Exercise prompt
Every entry should be transcribed word for word, so that nothing is missing.
===== Supplied data =====
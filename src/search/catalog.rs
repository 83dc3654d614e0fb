//! Which charsets and lengths to try, and in what order

use std::sync::Arc;

use super::Charset;
use crate::error::{Result, SweepError};

/// Default length plan: a common password length first, then ascending.
/// Resume relies on this order staying fixed.
pub const DEFAULT_LENGTHS: &[usize] = &[6, 1, 2, 3, 4, 5, 7, 8];

/// One (length, charset) pass of the search
#[derive(Debug, Clone)]
pub struct Combination {
    pub length: usize,
    /// Position of the charset in the catalog
    pub charset_index: usize,
    pub charset: Arc<Charset>,
}

impl Combination {
    pub fn total(&self) -> u64 {
        self.charset.total_combinations(self.length)
    }
}

/// Ordered charsets (cheapest first) crossed with an ordered length plan
#[derive(Debug, Clone)]
pub struct Catalog {
    charsets: Vec<Arc<Charset>>,
    lengths: Vec<usize>,
}

impl Catalog {
    pub fn new(charsets: Vec<Charset>, lengths: Vec<usize>) -> Result<Self> {
        if charsets.is_empty() || lengths.is_empty() {
            return Err(SweepError::config("catalog needs at least one charset and one length"));
        }
        if charsets.iter().any(Charset::is_empty) {
            return Err(SweepError::config("catalog charsets must not be empty"));
        }
        if lengths.contains(&0) {
            return Err(SweepError::config("candidate lengths must be at least 1"));
        }
        let mut seen = Vec::with_capacity(lengths.len());
        for &len in &lengths {
            if seen.contains(&len) {
                return Err(SweepError::config(format!("length {} listed twice", len)));
            }
            seen.push(len);
        }
        // Positions are u64 counters; a cycle that cannot be counted cannot be walked.
        for charset in &charsets {
            for &len in &lengths {
                if charset.checked_combinations(len).is_none() {
                    return Err(SweepError::config(format!(
                        "length {} over a {}-character set overflows the 64-bit candidate counter",
                        len,
                        charset.len()
                    )));
                }
            }
        }

        Ok(Self {
            charsets: charsets.into_iter().map(Arc::new).collect(),
            lengths,
        })
    }

    /// lower, lower+digits, lower+upper+digits, lower+upper+digits+symbols,
    /// then all printable ASCII, over [`DEFAULT_LENGTHS`]
    pub fn standard() -> Self {
        let lower = Charset::lower();
        let upper = Charset::upper();
        let digits = Charset::digits();
        let symbols = Charset::symbols();

        let charsets = vec![
            lower.clone(),
            Charset::merge(&[&lower, &digits]),
            Charset::merge(&[&lower, &upper, &digits]),
            Charset::merge(&[&lower, &upper, &digits, &symbols]),
            Charset::printable(),
        ];

        Self {
            charsets: charsets.into_iter().map(Arc::new).collect(),
            lengths: DEFAULT_LENGTHS.to_vec(),
        }
    }

    pub fn charsets(&self) -> &[Arc<Charset>] {
        &self.charsets
    }

    pub fn lengths(&self) -> &[usize] {
        &self.lengths
    }

    /// True when each charset contains every charset before it
    pub fn is_nested(&self) -> bool {
        self.charsets
            .windows(2)
            .all(|pair| pair[1].is_superset_of(&pair[0]))
    }

    /// Every combination in search order: lengths outer, charsets inner
    pub fn combinations(&self) -> impl Iterator<Item = Combination> + '_ {
        self.lengths.iter().flat_map(move |&length| {
            self.charsets
                .iter()
                .enumerate()
                .map(move |(charset_index, charset)| Combination {
                    length,
                    charset_index,
                    charset: Arc::clone(charset),
                })
        })
    }

    /// Check that `candidate` will be produced by some combination
    pub fn validate_candidate(&self, candidate: &[u8]) -> Result<()> {
        let shown = super::display_candidate(candidate);
        if !self.lengths.contains(&candidate.len()) {
            return Err(SweepError::resume(
                shown,
                format!("length {} is not in the length plan {:?}", candidate.len(), self.lengths),
            ));
        }
        if !self.charsets.iter().any(|c| c.contains_all(candidate)) {
            return Err(SweepError::resume(shown, "contains characters outside every charset"));
        }
        Ok(())
    }
}

impl Default for Catalog {
    fn default() -> Self {
        Self::standard()
    }
}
=====
Answer to this problem
filename src/search/catalog.rs
repository 83dc3654d614e0fb
//! Which charsets and lengths to try, and in what order

use std::sync::Arc;

use super::Charset;
use crate::error::{Result, SweepError};

/// Default length plan: a common password length first, then ascending.
/// Resume relies on this order staying fixed.
pub const DEFAULT_LENGTHS: &[usize] = &[6, 1, 2, 3, 4, 5, 7, 8];

/// One (length, charset) pass of the search
#[derive(Debug, Clone)]
pub struct Combination {
    pub length: usize,
    /// Position of the charset in the catalog
    pub charset_index: usize,
    pub charset: Arc<Charset>,
}

impl Combination {
    pub fn total(&self) -> u64 {
        self.charset.total_combinations(self.length)
    }
}

/// Ordered charsets (cheapest first) crossed with an ordered length plan
#[derive(Debug, Clone)]
pub struct Catalog {
    charsets: Vec<Arc<Charset>>,
    lengths: Vec<usize>,
}

impl Catalog {
    pub fn new(charsets: Vec<Charset>, lengths: Vec<usize>) -> Result<Self> {
        if charsets.is_empty() || lengths.is_empty() {
            return Err(SweepError::config("catalog needs at least one charset and one length"));
        }
        if charsets.iter().any(Charset::is_empty) {
            return Err(SweepError::config("catalog charsets must not be empty"));
        }
        if lengths.contains(&0) {
            return Err(SweepError::config("candidate lengths must be at least 1"));
        }
        let mut seen = Vec::with_capacity(lengths.len());
        for &len in &lengths {
            if seen.contains(&len) {
                return Err(SweepError::config(format!("length {} listed twice", len)));
            }
            seen.push(len);
        }
        // Positions are u64 counters; a cycle that cannot be counted cannot be walked.
        for charset in &charsets {
            for &len in &lengths {
                if charset.checked_combinations(len).is_none() {
                    return Err(SweepError::config(format!(
                        "length {} over a {}-character set overflows the 64-bit candidate counter",
                        len,
                        charset.len()
                    )));
                }
            }
        }

        Ok(Self {
            charsets: charsets.into_iter().map(Arc::new).collect(),
            lengths,
        })
    }

    /// lower, lower+digits, lower+upper+digits, lower+upper+digits+symbols,
    /// then all printable ASCII, over [`DEFAULT_LENGTHS`]
    pub fn standard() -> Self {
        let lower = Charset::lower();
        let upper = Charset::upper();
        let digits = Charset::digits();
        let symbols = Charset::symbols();

        let charsets = vec![
            lower.clone(),
            Charset::merge(&[&lower, &digits]),
            Charset::merge(&[&lower, &upper, &digits]),
            Charset::merge(&[&lower, &upper, &digits, &symbols]),
            Charset::printable(),
        ];

        Self {
            charsets: charsets.into_iter().map(Arc::new).collect(),
            lengths: DEFAULT_LENGTHS.to_vec(),
        }
    }

    pub fn charsets(&self) -> &[Arc<Charset>] {
        &self.charsets
    }

    pub fn lengths(&self) -> &[usize] {
        &self.lengths
    }

    /// True when each charset contains every charset before it
    pub fn is_nested(&self) -> bool {
        self.charsets
            .windows(2)
            .all(|pair| pair[1].is_superset_of(&pair[0]))
    }

    /// Every combination in search order: lengths outer, charsets inner
    pub fn combinations(&self) -> impl Iterator<Item = Combination> + '_ {
        self.lengths.iter().flat_map(move |&length| {
            self.charsets
                .iter()
                .enumerate()
                .map(move |(charset_index, charset)| Combination {
                    length,
                    charset_index,
                    charset: Arc::clone(charset),
                })
        })
    }

    /// Check that `candidate` will be produced by some combination
    pub fn validate_candidate(&self, candidate: &[u8]) -> Result<()> {
        let shown = super::display_candidate(candidate);
        if !self.lengths.contains(&candidate.len()) {
            return Err(SweepError::resume(
                shown,
                format!("length {} is not in the length plan {:?}", candidate.len(), self.lengths),
            ));
        }
        if !self.charsets.iter().any(|c| c.contains_all(candidate)) {
            return Err(SweepError::resume(shown, "contains characters outside every charset"));
        }
        Ok(())
    }
}

impl Default for Catalog {
    fn default() -> Self {
        Self::standard()
    }
}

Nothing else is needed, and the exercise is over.